━━ RECORD EXTRACTS ━━

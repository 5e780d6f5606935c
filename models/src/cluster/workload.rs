//! View helpers over `k8s_openapi::api::core::v1::Pod`, the "workload" of the
//! specification. As with [`super::node`], these are extension methods over the
//! cluster API's own type rather than a parallel copy of its fields.

use std::fmt;

use chrono::{DateTime, Utc};
use k8s_openapi::api::core::v1::Pod;
use k8s_openapi::apimachinery::pkg::apis::meta::v1::OwnerReference;

use super::resource::{cpu_millicores, memory_bytes};

/// A pod's lifecycle phase, as reported by `status.phase`.
#[derive(Debug, Clone, Copy, PartialEq, Eq, Hash)]
pub enum Phase {
    Pending,
    Running,
    Succeeded,
    Failed,
    Unknown,
}

impl fmt::Display for Phase {
    fn fmt(&self, f: &mut fmt::Formatter<'_>) -> fmt::Result {
        let s = match self {
            Phase::Pending => "Pending",
            Phase::Running => "Running",
            Phase::Succeeded => "Succeeded",
            Phase::Failed => "Failed",
            Phase::Unknown => "Unknown",
        };
        write!(f, "{}", s)
    }
}

impl From<Option<&str>> for Phase {
    fn from(value: Option<&str>) -> Self {
        match value {
            Some("Pending") => Phase::Pending,
            Some("Running") => Phase::Running,
            Some("Succeeded") => Phase::Succeeded,
            Some("Failed") => Phase::Failed,
            _ => Phase::Unknown,
        }
    }
}

impl Phase {
    /// True for phases that are terminal and therefore excluded from utilization math.
    pub fn is_terminal(self) -> bool {
        matches!(self, Phase::Succeeded | Phase::Failed)
    }
}

/// Extension methods turning a bare `Pod` into the read-only "workload" view the
/// specification describes.
pub trait WorkloadExt {
    fn namespace(&self) -> &str;
    fn pod_name(&self) -> &str;
    fn key(&self) -> String {
        format!("{}/{}", self.namespace(), self.pod_name())
    }
    fn node_name(&self) -> Option<&str>;
    fn phase(&self) -> Phase;
    fn is_terminating(&self) -> bool;
    fn owner_references(&self) -> &[OwnerReference];
    fn annotation(&self, key: &str) -> Option<&str>;
    fn priority_class_name(&self) -> Option<&str>;
    fn priority(&self) -> Option<i32>;
    fn creation_timestamp(&self) -> Option<DateTime<Utc>>;
    fn status_reason(&self) -> Option<&str>;
    fn total_cpu_millicores(&self) -> i64;
    fn total_memory_bytes(&self) -> i64;
    fn images(&self) -> Vec<String>;
    fn has_local_storage(&self) -> bool;
    /// True iff no priority information is present, or the numeric priority is non-positive.
    fn is_low_priority(&self) -> bool;

    /// The deterministic signature used by the duplicate-spread strategy.
    fn signature(&self) -> String {
        let owners = self
            .owner_references()
            .iter()
            .map(|o| format!("{}:{}", o.kind, o.name))
            .collect::<Vec<_>>()
            .join("|");

        let mut images = self.images();
        images.sort();

        format!("{}|{}|{}", self.namespace(), owners, images.join(","))
    }
}

impl WorkloadExt for Pod {
    fn namespace(&self) -> &str {
        self.metadata.namespace.as_deref().unwrap_or_default()
    }

    fn pod_name(&self) -> &str {
        self.metadata.name.as_deref().unwrap_or_default()
    }

    fn node_name(&self) -> Option<&str> {
        self.spec.as_ref().and_then(|s| s.node_name.as_deref())
    }

    fn phase(&self) -> Phase {
        Phase::from(self.status.as_ref().and_then(|s| s.phase.as_deref()))
    }

    fn is_terminating(&self) -> bool {
        self.metadata.deletion_timestamp.is_some()
    }

    fn owner_references(&self) -> &[OwnerReference] {
        self.metadata
            .owner_references
            .as_deref()
            .unwrap_or_default()
    }

    fn annotation(&self, key: &str) -> Option<&str> {
        self.metadata
            .annotations
            .as_ref()
            .and_then(|a| a.get(key))
            .map(|s| s.as_str())
    }

    fn priority_class_name(&self) -> Option<&str> {
        self.spec
            .as_ref()
            .and_then(|s| s.priority_class_name.as_deref())
    }

    fn priority(&self) -> Option<i32> {
        self.spec.as_ref().and_then(|s| s.priority)
    }

    fn creation_timestamp(&self) -> Option<DateTime<Utc>> {
        self.metadata
            .creation_timestamp
            .as_ref()
            .map(|t| t.0)
    }

    fn status_reason(&self) -> Option<&str> {
        self.status.as_ref().and_then(|s| s.reason.as_deref())
    }

    fn total_cpu_millicores(&self) -> i64 {
        self.spec
            .as_ref()
            .map(|s| {
                s.containers
                    .iter()
                    .filter_map(|c| c.resources.as_ref())
                    .filter_map(|r| r.requests.as_ref())
                    .filter_map(|m| m.get("cpu"))
                    .map(cpu_millicores)
                    .sum()
            })
            .unwrap_or(0)
    }

    fn total_memory_bytes(&self) -> i64 {
        self.spec
            .as_ref()
            .map(|s| {
                s.containers
                    .iter()
                    .filter_map(|c| c.resources.as_ref())
                    .filter_map(|r| r.requests.as_ref())
                    .filter_map(|m| m.get("memory"))
                    .map(memory_bytes)
                    .sum()
            })
            .unwrap_or(0)
    }

    fn images(&self) -> Vec<String> {
        self.spec
            .as_ref()
            .map(|s| s.containers.iter().filter_map(|c| c.image.clone()).collect())
            .unwrap_or_default()
    }

    fn has_local_storage(&self) -> bool {
        self.spec
            .as_ref()
            .and_then(|s| s.volumes.as_ref())
            .map(|volumes| {
                volumes
                    .iter()
                    .any(|v| v.host_path.is_some() || v.empty_dir.is_some())
            })
            .unwrap_or(false)
    }

    fn is_low_priority(&self) -> bool {
        match self.priority_class_name() {
            None => true,
            Some("") => true,
            Some(_) => self.priority().map(|p| p <= 0).unwrap_or(true),
        }
    }
}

━━━

YOUR INSTRUCTIONS:
Each of the records above is to be copied exactly.

FINAL ANSWER:
repository 5e780d6f5606935c
filename models/src/cluster/workload.rs
//! View helpers over `k8s_openapi::api::core::v1::Pod`, the "workload" of the
//! specification. As with [`super::node`], these are extension methods over the
//! cluster API's own type rather than a parallel copy of its fields.

use std::fmt;

use chrono::{DateTime, Utc};
use k8s_openapi::api::core::v1::Pod;
use k8s_openapi::apimachinery::pkg::apis::meta::v1::OwnerReference;

use super::resource::{cpu_millicores, memory_bytes};

/// A pod's lifecycle phase, as reported by `status.phase`.
#[derive(Debug, Clone, Copy, PartialEq, Eq, Hash)]
pub enum Phase {
    Pending,
    Running,
    Succeeded,
    Failed,
    Unknown,
}

impl fmt::Display for Phase {
    fn fmt(&self, f: &mut fmt::Formatter<'_>) -> fmt::Result {
        let s = match self {
            Phase::Pending => "Pending",
            Phase::Running => "Running",
            Phase::Succeeded => "Succeeded",
            Phase::Failed => "Failed",
            Phase::Unknown => "Unknown",
        };
        write!(f, "{}", s)
    }
}

impl From<Option<&str>> for Phase {
    fn from(value: Option<&str>) -> Self {
        match value {
            Some("Pending") => Phase::Pending,
            Some("Running") => Phase::Running,
            Some("Succeeded") => Phase::Succeeded,
            Some("Failed") => Phase::Failed,
            _ => Phase::Unknown,
        }
    }
}

impl Phase {
    /// True for phases that are terminal and therefore excluded from utilization math.
    pub fn is_terminal(self) -> bool {
        matches!(self, Phase::Succeeded | Phase::Failed)
    }
}

/// Extension methods turning a bare `Pod` into the read-only "workload" view the
/// specification describes.
pub trait WorkloadExt {
    fn namespace(&self) -> &str;
    fn pod_name(&self) -> &str;
    fn key(&self) -> String {
        format!("{}/{}", self.namespace(), self.pod_name())
    }
    fn node_name(&self) -> Option<&str>;
    fn phase(&self) -> Phase;
    fn is_terminating(&self) -> bool;
    fn owner_references(&self) -> &[OwnerReference];
    fn annotation(&self, key: &str) -> Option<&str>;
    fn priority_class_name(&self) -> Option<&str>;
    fn priority(&self) -> Option<i32>;
    fn creation_timestamp(&self) -> Option<DateTime<Utc>>;
    fn status_reason(&self) -> Option<&str>;
    fn total_cpu_millicores(&self) -> i64;
    fn total_memory_bytes(&self) -> i64;
    fn images(&self) -> Vec<String>;
    fn has_local_storage(&self) -> bool;
    /// True iff no priority information is present, or the numeric priority is non-positive.
    fn is_low_priority(&self) -> bool;

    /// The deterministic signature used by the duplicate-spread strategy.
    fn signature(&self) -> String {
        let owners = self
            .owner_references()
            .iter()
            .map(|o| format!("{}:{}", o.kind, o.name))
            .collect::<Vec<_>>()
            .join("|");

        let mut images = self.images();
        images.sort();

        format!("{}|{}|{}", self.namespace(), owners, images.join(","))
    }
}

impl WorkloadExt for Pod {
    fn namespace(&self) -> &str {
        self.metadata.namespace.as_deref().unwrap_or_default()
    }

    fn pod_name(&self) -> &str {
        self.metadata.name.as_deref().unwrap_or_default()
    }

    fn node_name(&self) -> Option<&str> {
        self.spec.as_ref().and_then(|s| s.node_name.as_deref())
    }

    fn phase(&self) -> Phase {
        Phase::from(self.status.as_ref().and_then(|s| s.phase.as_deref()))
    }

    fn is_terminating(&self) -> bool {
        self.metadata.deletion_timestamp.is_some()
    }

    fn owner_references(&self) -> &[OwnerReference] {
        self.metadata
            .owner_references
            .as_deref()
            .unwrap_or_default()
    }

    fn annotation(&self, key: &str) -> Option<&str> {
        self.metadata
            .annotations
            .as_ref()
            .and_then(|a| a.get(key))
            .map(|s| s.as_str())
    }

    fn priority_class_name(&self) -> Option<&str> {
        self.spec
            .as_ref()
            .and_then(|s| s.priority_class_name.as_deref())
    }

    fn priority(&self) -> Option<i32> {
        self.spec.as_ref().and_then(|s| s.priority)
    }

    fn creation_timestamp(&self) -> Option<DateTime<Utc>> {
        self.metadata
            .creation_timestamp
            .as_ref()
            .map(|t| t.0)
    }

    fn status_reason(&self) -> Option<&str> {
        self.status.as_ref().and_then(|s| s.reason.as_deref())
    }

    fn total_cpu_millicores(&self) -> i64 {
        self.spec
            .as_ref()
            .map(|s| {
                s.containers
                    .iter()
                    .filter_map(|c| c.resources.as_ref())
                    .filter_map(|r| r.requests.as_ref())
                    .filter_map(|m| m.get("cpu"))
                    .map(cpu_millicores)
                    .sum()
            })
            .unwrap_or(0)
    }

    fn total_memory_bytes(&self) -> i64 {
        self.spec
            .as_ref()
            .map(|s| {
                s.containers
                    .iter()
                    .filter_map(|c| c.resources.as_ref())
                    .filter_map(|r| r.requests.as_ref())
                    .filter_map(|m| m.get("memory"))
                    .map(memory_bytes)
                    .sum()
            })
            .unwrap_or(0)
    }

    fn images(&self) -> Vec<String> {
        self.spec
            .as_ref()
            .map(|s| s.containers.iter().filter_map(|c| c.image.clone()).collect())
            .unwrap_or_default()
    }

    fn has_local_storage(&self) -> bool {
        self.spec
            .as_ref()
            .and_then(|s| s.volumes.as_ref())
            .map(|volumes| {
                volumes
                    .iter()
                    .any(|v| v.host_path.is_some() || v.empty_dir.is_some())
            })
            .unwrap_or(false)
    }

    fn is_low_priority(&self) -> bool {
        match self.priority_class_name() {
            None => true,
            Some("") => true,
            Some(_) => self.priority().map(|p| p <= 0).unwrap_or(true),
        }
    }
}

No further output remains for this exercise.